Action item: What lines in the entries below contain the word "resources"? Copy all of them.

### Data in this exercise ###

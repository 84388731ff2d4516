//! Test: Definitions - YAML loading and the structured document after a run

use crate::helpers::*;
use devflow::core::config::{load_flow_file, parse_flow};
use devflow::core::{Flow, RunMode, Sequencing, StageKind, Status};

const RELEASE_FLOW: &str = r#"
uri: containerops/pilotage/release
title: Release pipeline
version: 3
tag: stable
timeout: 7200
stages:
  - type: start
    name: start
  - type: normal
    name: build
    title: Build
    sequencing: sequence
    actions:
      - name: compile
        title: Compile
        jobs:
          - type: container
            endpoint: registry.local/rust:1.80
            timeout: 900
            resources:
              cpu: "2"
              memory: 4Gi
            environments:
              - CARGO_TERM_COLOR: always
              - RUSTFLAGS: -Dwarnings
  - type: normal
    name: verify
    sequencing: parallel
    actions:
      - name: unit
        jobs:
          - type: container
            endpoint: registry.local/test:1
      - name: lint
        jobs:
          - type: container
            endpoint: registry.local/lint:1
  - type: end
    name: end
receivers:
  - type: record
    address: release@example.com
"#;

#[test]
fn test_definition_is_parsed_in_declared_order() {
    let flow = parse_flow(RELEASE_FLOW).unwrap();

    assert_eq!(flow.uri, "containerops/pilotage/release");
    assert_eq!(flow.version, 3);
    assert_eq!(flow.timeout, 7200);

    let kinds: Vec<_> = flow.stages.iter().map(|s| s.kind).collect();
    assert_eq!(
        kinds,
        vec![StageKind::Start, StageKind::Normal, StageKind::Normal, StageKind::End]
    );
    assert_eq!(flow.stages[1].sequencing, Some(Sequencing::Sequential));
    assert_eq!(flow.stages[2].sequencing, Some(Sequencing::Concurrent));

    let job = &flow.stages[1].actions[0].jobs[0];
    assert_eq!(job.timeout, 900);
    assert_eq!(job.resources.memory, "4Gi");
    assert_eq!(job.environment().get("RUSTFLAGS").map(String::as_str), Some("-Dwarnings"));
}

#[test]
fn test_load_seeds_run() {
    let path = std::env::temp_dir().join(format!("devflow-{}.yaml", uuid::Uuid::new_v4()));
    std::fs::write(&path, RELEASE_FLOW).unwrap();

    let flow = load_flow_file(&path, RunMode::DaemonRun).unwrap();
    std::fs::remove_file(&path).unwrap();

    assert_eq!(flow.run_mode, RunMode::DaemonRun);
    assert_eq!(flow.number, Some(1));
    assert_eq!(flow.status, Status::Pending);
}

/// The executed flow, with statuses, outputs and logs, survives the document format
#[tokio::test]
async fn test_executed_flow_round_trips() {
    let harness = Harness::new(MockDispatcher::new().failing("registry.local/lint:1"));
    let mut flow = parse_flow(RELEASE_FLOW).unwrap();

    let report = harness.run(&mut flow).await;
    assert_flow_status(&flow, &report, Status::Failure);
    assert_eq!(harness.notifier.deliveries()[0].addresses, vec!["release@example.com"]);

    let back = Flow::from_json(&flow.to_json().unwrap()).unwrap();
    assert_eq!(back.stages, flow.stages);
    assert_eq!(back.receivers, flow.receivers);
    assert_eq!(back.status, Status::Failure);
    assert_eq!(back.number, flow.number);
    assert_eq!(back.logs.snapshot(), flow.logs.snapshot());

    let compile = &back.stages[1].actions[0];
    assert_eq!(compile.jobs[0].output, vec!["ran registry.local/rust:1.80"]);
    assert!(!compile.logs.is_empty());

    let yaml = flow.to_yaml().unwrap();
    assert!(yaml.contains("status: failure"));
    assert!(yaml.contains("sequencing: parallel"));
}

###

Your response:
            resources:
    assert_eq!(job.resources.memory, "4Gi");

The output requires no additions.